| Very cool! Not quite the same, but brings to mind SHRDLU, which was recently discussed here. The first few thoughts I had on seeing this:
1) Of course this is by DeepMind! Why would I think anything different. (I love the "basic" research they are doing on NNs & Deep Learning, and am always excited to see a new paper by them). 2) I would love to see more investment into this kind of basic ML research. (By that I don't mean "easy", but addressing the fundamentals of how to approach different types / classes of problems). A lot of where the DeepMind guys seem to be finding these big wins is in combining "classic" AI / CS techniques with Deep Learning / Optimization. Examples (And I'm a novice at deep learning, so someone PLEASE PLEASE correct me if I'm wrong):
AlphaGo - Take a technique like Tree Search for playing a game, and combine with deep networks for the tricky bit of evaluating play positions
Deep Reinforcement Learning - Q-Learning and other reinforcement techniques have been around for a while, but they adapted them to a deep neural net architecture
Neural Turing Machines - Took a classical model of computation and made it differentiable, alowing for a neural net to "learn" algorithms like sorting.
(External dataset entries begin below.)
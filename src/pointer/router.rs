use crate::geometry::{Point, Rect};
use crate::layout::StripLayout;
use crate::surface::SurfaceId;
use crate::widget::WidgetId;

use super::event::{PointerEvent, PointerPhase, WindowId};

#[derive(Debug, Clone, Copy, PartialEq, Eq)]
pub enum EffectKind {
    Hover,
    Pressed,
}

/// The single surface showing hover or pressed feedback.
#[derive(Debug, Clone, Copy, PartialEq, Eq)]
pub struct EffectTarget {
    pub surface: SurfaceId,
    pub kind: EffectKind,
}

/// Per-instance pointer feedback state.
#[derive(Debug, Clone, Copy, PartialEq, Eq, Default)]
pub enum EffectState {
    #[default]
    Idle,
    Hovering(SurfaceId),
    Pressed(SurfaceId),
}

impl EffectState {
    fn with(kind: EffectKind, surface: Option<SurfaceId>) -> Self {
        match (kind, surface) {
            (_, None) => Self::Idle,
            (EffectKind::Hover, Some(id)) => Self::Hovering(id),
            (EffectKind::Pressed, Some(id)) => Self::Pressed(id),
        }
    }

    pub fn target(&self) -> Option<EffectTarget> {
        match *self {
            Self::Idle => None,
            Self::Hovering(surface) => Some(EffectTarget {
                surface,
                kind: EffectKind::Hover,
            }),
            Self::Pressed(surface) => Some(EffectTarget {
                surface,
                kind: EffectKind::Pressed,
            }),
        }
    }

    pub fn surface(&self) -> Option<SurfaceId> {
        self.target().map(|t| t.surface)
    }
}

/// Everything the router reads about one instance.
#[derive(Debug, Clone, Copy)]
pub struct RouterSnapshot<'a> {
    pub window: WindowId,
    /// Window position of the strip's top-left cell.
    pub strip_origin: Point,
    pub visible: bool,
    pub layout: &'a StripLayout,
    pub has_project: bool,
    pub action_group: Option<&'a str>,
}

/// Context menu the host should open.
#[derive(Debug, Clone, PartialEq, Eq)]
pub struct PopupRequest {
    pub group: String,
    /// Pointer position relative to the right-zone container.
    pub anchor: Point,
    pub widget_id: WidgetId,
}

#[derive(Debug, Clone, PartialEq, Eq)]
pub struct RouteOutcome {
    pub state: EffectState,
    /// Strip-local regions needing a repaint.
    pub invalidated: Vec<Rect>,
    pub handled: bool,
    /// The event should be marked consumed.
    pub consume: bool,
    pub popup: Option<PopupRequest>,
}

impl RouteOutcome {
    fn unchanged(state: EffectState) -> Self {
        Self {
            state,
            invalidated: Vec::new(),
            handled: false,
            consume: false,
            popup: None,
        }
    }
}

/// Compute the next effect state for `event`. Pure: the caller applies the
/// outcome.
pub fn route(state: EffectState, event: &PointerEvent, snapshot: &RouterSnapshot<'_>) -> RouteOutcome {
    if !snapshot.visible {
        return RouteOutcome::unchanged(state);
    }

    if event.window != snapshot.window {
        let mut outcome = RouteOutcome::unchanged(EffectState::Idle);
        if let Some(rect) = state.surface().and_then(|s| snapshot.layout.rect_of(s)) {
            outcome.invalidated.push(rect);
        }
        return outcome;
    }

    let local = event.position.relative_to(snapshot.strip_origin);
    let hit = local.and_then(|point| snapshot.layout.hit_right(point));
    let hit_surface = hit.map(|placed| placed.surface);

    let next = if event.click_count == 0 || event.phase == PointerPhase::Released {
        EffectState::with(EffectKind::Hover, hit_surface)
    } else if event.click_count == 1 && event.phase == PointerPhase::Pressed {
        EffectState::with(EffectKind::Pressed, hit_surface)
    } else {
        state
    };

    let mut outcome = RouteOutcome::unchanged(next);
    if next != state {
        for surface in [state.surface(), next.surface()].into_iter().flatten() {
            if let Some(rect) = snapshot.layout.rect_of(surface) {
                if !outcome.invalidated.contains(&rect) {
                    outcome.invalidated.push(rect);
                }
            }
        }
    }

    let (Some(placed), Some(point)) = (hit, local) else {
        return outcome;
    };
    if event.is_consumed() {
        return outcome;
    }
    let popup_phase = matches!(event.phase, PointerPhase::Pressed | PointerPhase::Released);
    if event.popup_trigger && popup_phase && snapshot.has_project {
        if let Some(group) = snapshot.action_group {
            outcome.popup = Some(PopupRequest {
                group: group.to_string(),
                anchor: snapshot.layout.to_right_local(point),
                widget_id: placed.widget_id.clone(),
            });
            outcome.consume = true;
            outcome.handled = true;
        }
    }
    outcome
}

#[cfg(test)]
mod tests {
    use super::*;
    use crate::layout::StripItem;
    use crate::surface::{SurfaceArena, SurfaceContent};

    const WINDOW: WindowId = WindowId(1);

    struct Fixture {
        layout: StripLayout,
        git: SurfaceId,
        memory: SurfaceId,
        tools: SurfaceId,
    }

    // Strip of 30 cells at window row 9: [Tools 0..4] ... [Git 20..25][Memory 25..30]
    fn fixture() -> Fixture {
        let mut arena = SurfaceArena::new();
        let mut item = |id: &str, width| StripItem {
            widget_id: id.to_string(),
            surface: arena.mount(id, SurfaceContent::text(id)),
            width,
        };
        let tools = item("Tools", 4);
        let git = item("Git", 5);
        let memory = item("Memory", 5);
        let ids = (git.surface, memory.surface, tools.surface);
        let layout = StripLayout::solve(30, &[tools], None, &[git, memory]);
        Fixture {
            layout,
            git: ids.0,
            memory: ids.1,
            tools: ids.2,
        }
    }

    fn snapshot(layout: &StripLayout) -> RouterSnapshot<'_> {
        RouterSnapshot {
            window: WINDOW,
            strip_origin: Point::new(0, 9),
            visible: true,
            layout,
            has_project: true,
            action_group: Some("StatusBarWidgets"),
        }
    }

    #[test]
    fn moving_between_widgets_swaps_the_single_target() {
        let fx = fixture();
        let snap = snapshot(&fx.layout);

        let first = route(
            EffectState::Idle,
            &PointerEvent::moved(WINDOW, Point::new(21, 9)),
            &snap,
        );
        assert_eq!(first.state, EffectState::Hovering(fx.git));
        assert_eq!(first.invalidated, vec![Rect::new(20, 0, 5, 1)]);

        let second = route(
            first.state,
            &PointerEvent::moved(WINDOW, Point::new(27, 9)),
            &snap,
        );
        assert_eq!(second.state, EffectState::Hovering(fx.memory));
        assert_eq!(
            second.invalidated,
            vec![Rect::new(20, 0, 5, 1), Rect::new(25, 0, 5, 1)]
        );
        assert!(!second.handled);
    }

    #[test]
    fn repeated_hover_on_same_widget_repaints_nothing() {
        let fx = fixture();
        let snap = snapshot(&fx.layout);
        let outcome = route(
            EffectState::Hovering(fx.git),
            &PointerEvent::moved(WINDOW, Point::new(22, 9)),
            &snap,
        );
        assert_eq!(outcome.state, EffectState::Hovering(fx.git));
        assert!(outcome.invalidated.is_empty());
    }

    #[test]
    fn left_zone_never_receives_effects() {
        let fx = fixture();
        let snap = snapshot(&fx.layout);
        let outcome = route(
            EffectState::Idle,
            &PointerEvent::pressed(WINDOW, Point::new(1, 9)),
            &snap,
        );
        assert_eq!(outcome.state, EffectState::Idle);
        assert_ne!(outcome.state, EffectState::Pressed(fx.tools));
    }

    #[test]
    fn press_then_release_goes_pressed_then_hover() {
        let fx = fixture();
        let snap = snapshot(&fx.layout);
        let pressed = route(
            EffectState::Hovering(fx.git),
            &PointerEvent::pressed(WINDOW, Point::new(21, 9)),
            &snap,
        );
        assert_eq!(pressed.state, EffectState::Pressed(fx.git));

        let released = route(
            pressed.state,
            &PointerEvent::released(WINDOW, Point::new(21, 9)),
            &snap,
        );
        assert_eq!(released.state, EffectState::Hovering(fx.git));
    }

    #[test]
    fn double_press_leaves_state_alone() {
        let fx = fixture();
        let snap = snapshot(&fx.layout);
        let outcome = route(
            EffectState::Hovering(fx.memory),
            &PointerEvent::pressed(WINDOW, Point::new(21, 9)).with_click_count(2),
            &snap,
        );
        assert_eq!(outcome.state, EffectState::Hovering(fx.memory));
        assert!(!outcome.handled);
    }

    #[test]
    fn foreign_window_clears_effect() {
        let fx = fixture();
        let snap = snapshot(&fx.layout);
        let outcome = route(
            EffectState::Hovering(fx.git),
            &PointerEvent::moved(WindowId(2), Point::new(21, 9)),
            &snap,
        );
        assert_eq!(outcome.state, EffectState::Idle);
        assert_eq!(outcome.invalidated, vec![Rect::new(20, 0, 5, 1)]);
        assert!(!outcome.handled);
    }

    #[test]
    fn popup_trigger_requests_menu_at_right_local_point() {
        let fx = fixture();
        let snap = snapshot(&fx.layout);
        let outcome = route(
            EffectState::Idle,
            &PointerEvent::pressed(WINDOW, Point::new(26, 9)).with_popup_trigger(),
            &snap,
        );
        assert!(outcome.handled);
        assert!(outcome.consume);
        let popup = outcome.popup.unwrap();
        assert_eq!(popup.anchor, Point::new(6, 0));
        assert_eq!(popup.widget_id, "Memory");
        assert_eq!(popup.group, "StatusBarWidgets");
    }

    #[test]
    fn popup_needs_project_hit_and_unconsumed_event() {
        let fx = fixture();
        let mut snap = snapshot(&fx.layout);
        let trigger = PointerEvent::pressed(WINDOW, Point::new(26, 9)).with_popup_trigger();

        snap.has_project = false;
        let outcome = route(EffectState::Idle, &trigger, &snap);
        assert!(!outcome.handled && !outcome.consume && outcome.popup.is_none());

        snap.has_project = true;
        let mut consumed = trigger.clone();
        consumed.consume();
        assert!(route(EffectState::Idle, &consumed, &snap).popup.is_none());

        let miss = PointerEvent::pressed(WINDOW, Point::new(10, 9)).with_popup_trigger();
        assert!(route(EffectState::Idle, &miss, &snap).popup.is_none());

        let dragged = PointerEvent::new(WINDOW, PointerPhase::Dragged, Point::new(26, 9))
            .with_popup_trigger();
        assert!(route(EffectState::Idle, &dragged, &snap).popup.is_none());
    }

    #[test]
    fn hidden_strip_ignores_events() {
        let fx = fixture();
        let mut snap = snapshot(&fx.layout);
        snap.visible = false;
        let outcome = route(
            EffectState::Hovering(fx.git),
            &PointerEvent::moved(WindowId(9), Point::new(0, 0)),
            &snap,
        );
        assert_eq!(outcome.state, EffectState::Hovering(fx.git));
    }
}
Deep Neural Computing - Figured out how to add and address external memory in a differentiable computer, allowing a neural net to solve problems like path finding on a graph. Where I think a lot of cool stuff is going to continue to come from is by revisiting classic techniques, and figuring out how they can be adapted to a differentiable / optimizible architecture. Or taking a classic problem and finding an efficient way to evaluate "goodness" of an answer that lends itself to being used in an optimization problem. Again, not saying it is easy, but I wonder how much "low hanging fruit" there is in revisiting classic algorithms and GOFAI techniques, and asking "can I use this in a Neural Net or adapt this to be differentiable so that I can learn or optimize the tricky bits?" I'm sure I'm glossing over a lot / missing the point of a lot of it - like I said, just a noob whose super excited about this stuff :-) |
Basically, this was about building neural networks based on propositional logic (e.g. Prolog-style statements), which was how some traditional expert systems were built.
Unfortunately, there wasn't a video of the presentation, and I can't find the slides anywhere.
If you're based around London, the London Machine Learning meetups are always worth attending!